Problem statement ::
Please retype the listing below without a single change.
--- Records for this exercise ---
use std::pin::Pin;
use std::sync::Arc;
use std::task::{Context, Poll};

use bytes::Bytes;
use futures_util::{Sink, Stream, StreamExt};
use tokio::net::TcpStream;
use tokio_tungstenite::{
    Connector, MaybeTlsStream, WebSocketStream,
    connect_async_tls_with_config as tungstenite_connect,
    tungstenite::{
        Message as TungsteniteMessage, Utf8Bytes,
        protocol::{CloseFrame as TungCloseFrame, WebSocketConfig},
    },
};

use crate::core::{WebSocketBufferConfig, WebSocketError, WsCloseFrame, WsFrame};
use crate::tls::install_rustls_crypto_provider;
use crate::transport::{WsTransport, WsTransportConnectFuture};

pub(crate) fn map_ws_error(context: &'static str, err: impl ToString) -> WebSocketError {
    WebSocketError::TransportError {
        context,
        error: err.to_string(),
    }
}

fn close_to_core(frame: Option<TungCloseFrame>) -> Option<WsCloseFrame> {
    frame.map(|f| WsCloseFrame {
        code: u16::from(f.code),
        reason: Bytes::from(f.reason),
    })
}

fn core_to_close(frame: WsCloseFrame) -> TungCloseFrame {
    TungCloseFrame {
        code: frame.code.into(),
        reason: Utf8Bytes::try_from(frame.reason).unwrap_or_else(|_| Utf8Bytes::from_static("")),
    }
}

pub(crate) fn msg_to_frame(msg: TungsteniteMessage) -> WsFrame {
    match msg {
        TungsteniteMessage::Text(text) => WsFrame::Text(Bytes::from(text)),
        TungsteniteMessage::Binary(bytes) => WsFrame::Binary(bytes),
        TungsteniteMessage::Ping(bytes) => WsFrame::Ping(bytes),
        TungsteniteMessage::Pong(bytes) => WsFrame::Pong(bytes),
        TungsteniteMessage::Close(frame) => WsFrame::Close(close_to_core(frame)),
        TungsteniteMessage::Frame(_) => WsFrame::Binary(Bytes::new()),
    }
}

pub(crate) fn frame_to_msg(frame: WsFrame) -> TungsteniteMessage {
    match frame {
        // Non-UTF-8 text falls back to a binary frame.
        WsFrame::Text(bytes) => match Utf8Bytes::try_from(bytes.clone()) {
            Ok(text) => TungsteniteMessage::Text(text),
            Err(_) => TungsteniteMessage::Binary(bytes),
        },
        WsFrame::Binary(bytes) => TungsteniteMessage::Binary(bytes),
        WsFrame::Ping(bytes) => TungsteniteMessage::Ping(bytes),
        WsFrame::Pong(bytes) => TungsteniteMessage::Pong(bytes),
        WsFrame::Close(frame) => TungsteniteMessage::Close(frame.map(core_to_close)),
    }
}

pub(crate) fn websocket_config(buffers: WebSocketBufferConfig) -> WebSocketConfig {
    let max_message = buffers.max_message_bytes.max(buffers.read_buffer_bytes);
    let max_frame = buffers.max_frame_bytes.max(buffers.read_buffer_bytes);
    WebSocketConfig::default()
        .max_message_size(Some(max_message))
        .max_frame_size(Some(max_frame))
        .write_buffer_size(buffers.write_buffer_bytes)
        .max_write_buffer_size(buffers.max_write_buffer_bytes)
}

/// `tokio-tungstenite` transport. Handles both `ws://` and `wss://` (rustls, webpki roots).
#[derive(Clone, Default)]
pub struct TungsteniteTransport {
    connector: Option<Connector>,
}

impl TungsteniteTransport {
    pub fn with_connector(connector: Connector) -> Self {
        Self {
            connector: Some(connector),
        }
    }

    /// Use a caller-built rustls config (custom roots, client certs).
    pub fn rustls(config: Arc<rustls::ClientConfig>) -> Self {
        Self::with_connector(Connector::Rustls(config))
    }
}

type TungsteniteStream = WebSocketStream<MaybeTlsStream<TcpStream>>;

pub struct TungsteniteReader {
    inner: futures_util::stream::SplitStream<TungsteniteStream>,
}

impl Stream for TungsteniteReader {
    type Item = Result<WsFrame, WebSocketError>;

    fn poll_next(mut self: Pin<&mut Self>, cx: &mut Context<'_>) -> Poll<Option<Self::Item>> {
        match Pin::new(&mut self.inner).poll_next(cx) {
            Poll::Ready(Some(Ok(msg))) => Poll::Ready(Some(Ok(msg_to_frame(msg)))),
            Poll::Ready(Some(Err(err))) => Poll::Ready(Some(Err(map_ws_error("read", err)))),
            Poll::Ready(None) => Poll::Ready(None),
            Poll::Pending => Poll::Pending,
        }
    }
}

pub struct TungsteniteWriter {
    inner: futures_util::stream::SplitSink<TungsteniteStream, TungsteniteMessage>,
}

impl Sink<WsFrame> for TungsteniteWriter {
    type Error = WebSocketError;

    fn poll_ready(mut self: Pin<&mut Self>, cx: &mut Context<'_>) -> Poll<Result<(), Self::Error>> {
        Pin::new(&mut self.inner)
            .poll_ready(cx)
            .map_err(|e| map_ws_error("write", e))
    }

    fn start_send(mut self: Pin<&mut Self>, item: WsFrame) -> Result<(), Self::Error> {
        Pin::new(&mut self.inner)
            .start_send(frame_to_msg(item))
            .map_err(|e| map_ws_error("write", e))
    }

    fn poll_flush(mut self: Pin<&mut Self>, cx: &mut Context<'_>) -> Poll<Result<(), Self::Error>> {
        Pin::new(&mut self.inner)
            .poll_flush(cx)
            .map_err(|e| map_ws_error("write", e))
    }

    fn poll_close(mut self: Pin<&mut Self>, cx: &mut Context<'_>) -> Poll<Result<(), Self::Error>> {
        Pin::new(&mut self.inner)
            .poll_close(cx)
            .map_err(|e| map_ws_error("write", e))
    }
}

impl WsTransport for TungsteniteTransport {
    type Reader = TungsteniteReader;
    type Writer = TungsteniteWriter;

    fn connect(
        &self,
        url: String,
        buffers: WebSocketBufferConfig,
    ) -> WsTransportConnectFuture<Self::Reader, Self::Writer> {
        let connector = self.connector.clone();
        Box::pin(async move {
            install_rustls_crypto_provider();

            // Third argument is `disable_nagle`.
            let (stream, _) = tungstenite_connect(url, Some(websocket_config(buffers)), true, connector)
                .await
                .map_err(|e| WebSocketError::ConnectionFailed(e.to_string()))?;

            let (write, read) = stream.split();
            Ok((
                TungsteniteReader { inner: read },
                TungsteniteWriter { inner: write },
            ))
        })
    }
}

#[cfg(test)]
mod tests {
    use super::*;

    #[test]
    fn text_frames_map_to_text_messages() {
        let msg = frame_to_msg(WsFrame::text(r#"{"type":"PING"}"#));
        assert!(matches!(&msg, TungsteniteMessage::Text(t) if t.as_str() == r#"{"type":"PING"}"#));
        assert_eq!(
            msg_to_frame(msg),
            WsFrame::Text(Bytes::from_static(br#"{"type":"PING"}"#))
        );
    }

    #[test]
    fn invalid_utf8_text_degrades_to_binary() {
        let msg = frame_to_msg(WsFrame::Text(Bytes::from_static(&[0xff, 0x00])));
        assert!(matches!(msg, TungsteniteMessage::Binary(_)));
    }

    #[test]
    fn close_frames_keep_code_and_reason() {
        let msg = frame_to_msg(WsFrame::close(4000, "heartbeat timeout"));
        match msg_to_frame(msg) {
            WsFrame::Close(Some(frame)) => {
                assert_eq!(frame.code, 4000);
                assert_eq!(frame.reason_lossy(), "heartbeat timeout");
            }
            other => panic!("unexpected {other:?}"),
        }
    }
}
---
Result of this task ::
use std::pin::Pin;
use std::sync::Arc;
use std::task::{Context, Poll};

use bytes::Bytes;
use futures_util::{Sink, Stream, StreamExt};
use tokio::net::TcpStream;
use tokio_tungstenite::{
    Connector, MaybeTlsStream, WebSocketStream,
    connect_async_tls_with_config as tungstenite_connect,
    tungstenite::{
        Message as TungsteniteMessage, Utf8Bytes,
        protocol::{CloseFrame as TungCloseFrame, WebSocketConfig},
    },
};

use crate::core::{WebSocketBufferConfig, WebSocketError, WsCloseFrame, WsFrame};
use crate::tls::install_rustls_crypto_provider;
use crate::transport::{WsTransport, WsTransportConnectFuture};

pub(crate) fn map_ws_error(context: &'static str, err: impl ToString) -> WebSocketError {
    WebSocketError::TransportError {
        context,
        error: err.to_string(),
    }
}

fn close_to_core(frame: Option<TungCloseFrame>) -> Option<WsCloseFrame> {
    frame.map(|f| WsCloseFrame {
        code: u16::from(f.code),
        reason: Bytes::from(f.reason),
    })
}

fn core_to_close(frame: WsCloseFrame) -> TungCloseFrame {
    TungCloseFrame {
        code: frame.code.into(),
        reason: Utf8Bytes::try_from(frame.reason).unwrap_or_else(|_| Utf8Bytes::from_static("")),
    }
}

pub(crate) fn msg_to_frame(msg: TungsteniteMessage) -> WsFrame {
    match msg {
        TungsteniteMessage::Text(text) => WsFrame::Text(Bytes::from(text)),
        TungsteniteMessage::Binary(bytes) => WsFrame::Binary(bytes),
        TungsteniteMessage::Ping(bytes) => WsFrame::Ping(bytes),
        TungsteniteMessage::Pong(bytes) => WsFrame::Pong(bytes),
        TungsteniteMessage::Close(frame) => WsFrame::Close(close_to_core(frame)),
        TungsteniteMessage::Frame(_) => WsFrame::Binary(Bytes::new()),
    }
}

pub(crate) fn frame_to_msg(frame: WsFrame) -> TungsteniteMessage {
    match frame {
        // Non-UTF-8 text falls back to a binary frame.
        WsFrame::Text(bytes) => match Utf8Bytes::try_from(bytes.clone()) {
            Ok(text) => TungsteniteMessage::Text(text),
            Err(_) => TungsteniteMessage::Binary(bytes),
        },
        WsFrame::Binary(bytes) => TungsteniteMessage::Binary(bytes),
        WsFrame::Ping(bytes) => TungsteniteMessage::Ping(bytes),
        WsFrame::Pong(bytes) => TungsteniteMessage::Pong(bytes),
        WsFrame::Close(frame) => TungsteniteMessage::Close(frame.map(core_to_close)),
    }
}

pub(crate) fn websocket_config(buffers: WebSocketBufferConfig) -> WebSocketConfig {
    let max_message = buffers.max_message_bytes.max(buffers.read_buffer_bytes);
    let max_frame = buffers.max_frame_bytes.max(buffers.read_buffer_bytes);
    WebSocketConfig::default()
        .max_message_size(Some(max_message))
        .max_frame_size(Some(max_frame))
        .write_buffer_size(buffers.write_buffer_bytes)
        .max_write_buffer_size(buffers.max_write_buffer_bytes)
}

/// `tokio-tungstenite` transport. Handles both `ws://` and `wss://` (rustls, webpki roots).
#[derive(Clone, Default)]
pub struct TungsteniteTransport {
    connector: Option<Connector>,
}

impl TungsteniteTransport {
    pub fn with_connector(connector: Connector) -> Self {
        Self {
            connector: Some(connector),
        }
    }

    /// Use a caller-built rustls config (custom roots, client certs).
    pub fn rustls(config: Arc<rustls::ClientConfig>) -> Self {
        Self::with_connector(Connector::Rustls(config))
    }
}

type TungsteniteStream = WebSocketStream<MaybeTlsStream<TcpStream>>;

pub struct TungsteniteReader {
    inner: futures_util::stream::SplitStream<TungsteniteStream>,
}

impl Stream for TungsteniteReader {
    type Item = Result<WsFrame, WebSocketError>;

    fn poll_next(mut self: Pin<&mut Self>, cx: &mut Context<'_>) -> Poll<Option<Self::Item>> {
        match Pin::new(&mut self.inner).poll_next(cx) {
            Poll::Ready(Some(Ok(msg))) => Poll::Ready(Some(Ok(msg_to_frame(msg)))),
            Poll::Ready(Some(Err(err))) => Poll::Ready(Some(Err(map_ws_error("read", err)))),
            Poll::Ready(None) => Poll::Ready(None),
            Poll::Pending => Poll::Pending,
        }
    }
}

pub struct TungsteniteWriter {
    inner: futures_util::stream::SplitSink<TungsteniteStream, TungsteniteMessage>,
}

impl Sink<WsFrame> for TungsteniteWriter {
    type Error = WebSocketError;

    fn poll_ready(mut self: Pin<&mut Self>, cx: &mut Context<'_>) -> Poll<Result<(), Self::Error>> {
        Pin::new(&mut self.inner)
            .poll_ready(cx)
            .map_err(|e| map_ws_error("write", e))
    }

    fn start_send(mut self: Pin<&mut Self>, item: WsFrame) -> Result<(), Self::Error> {
        Pin::new(&mut self.inner)
            .start_send(frame_to_msg(item))
            .map_err(|e| map_ws_error("write", e))
    }

    fn poll_flush(mut self: Pin<&mut Self>, cx: &mut Context<'_>) -> Poll<Result<(), Self::Error>> {
        Pin::new(&mut self.inner)
            .poll_flush(cx)
            .map_err(|e| map_ws_error("write", e))
    }

    fn poll_close(mut self: Pin<&mut Self>, cx: &mut Context<'_>) -> Poll<Result<(), Self::Error>> {
        Pin::new(&mut self.inner)
            .poll_close(cx)
            .map_err(|e| map_ws_error("write", e))
    }
}

impl WsTransport for TungsteniteTransport {
    type Reader = TungsteniteReader;
    type Writer = TungsteniteWriter;

    fn connect(
        &self,
        url: String,
        buffers: WebSocketBufferConfig,
    ) -> WsTransportConnectFuture<Self::Reader, Self::Writer> {
        let connector = self.connector.clone();
        Box::pin(async move {
            install_rustls_crypto_provider();

            // Third argument is `disable_nagle`.
            let (stream, _) = tungstenite_connect(url, Some(websocket_config(buffers)), true, connector)
                .await
                .map_err(|e| WebSocketError::ConnectionFailed(e.to_string()))?;

            let (write, read) = stream.split();
            Ok((
                TungsteniteReader { inner: read },
                TungsteniteWriter { inner: write },
            ))
        })
    }
}

#[cfg(test)]
mod tests {
    use super::*;

    #[test]
    fn text_frames_map_to_text_messages() {
        let msg = frame_to_msg(WsFrame::text(r#"{"type":"PING"}"#));
        assert!(matches!(&msg, TungsteniteMessage::Text(t) if t.as_str() == r#"{"type":"PING"}"#));
        assert_eq!(
            msg_to_frame(msg),
            WsFrame::Text(Bytes::from_static(br#"{"type":"PING"}"#))
        );
    }

    #[test]
    fn invalid_utf8_text_degrades_to_binary() {
        let msg = frame_to_msg(WsFrame::Text(Bytes::from_static(&[0xff, 0x00])));
        assert!(matches!(msg, TungsteniteMessage::Binary(_)));
    }

    #[test]
    fn close_frames_keep_code_and_reason() {
        let msg = frame_to_msg(WsFrame::close(4000, "heartbeat timeout"));
        match msg_to_frame(msg) {
            WsFrame::Close(Some(frame)) => {
                assert_eq!(frame.code, 4000);
                assert_eq!(frame.reason_lossy(), "heartbeat timeout");
            }
            other => panic!("unexpected {other:?}"),
        }
    }
}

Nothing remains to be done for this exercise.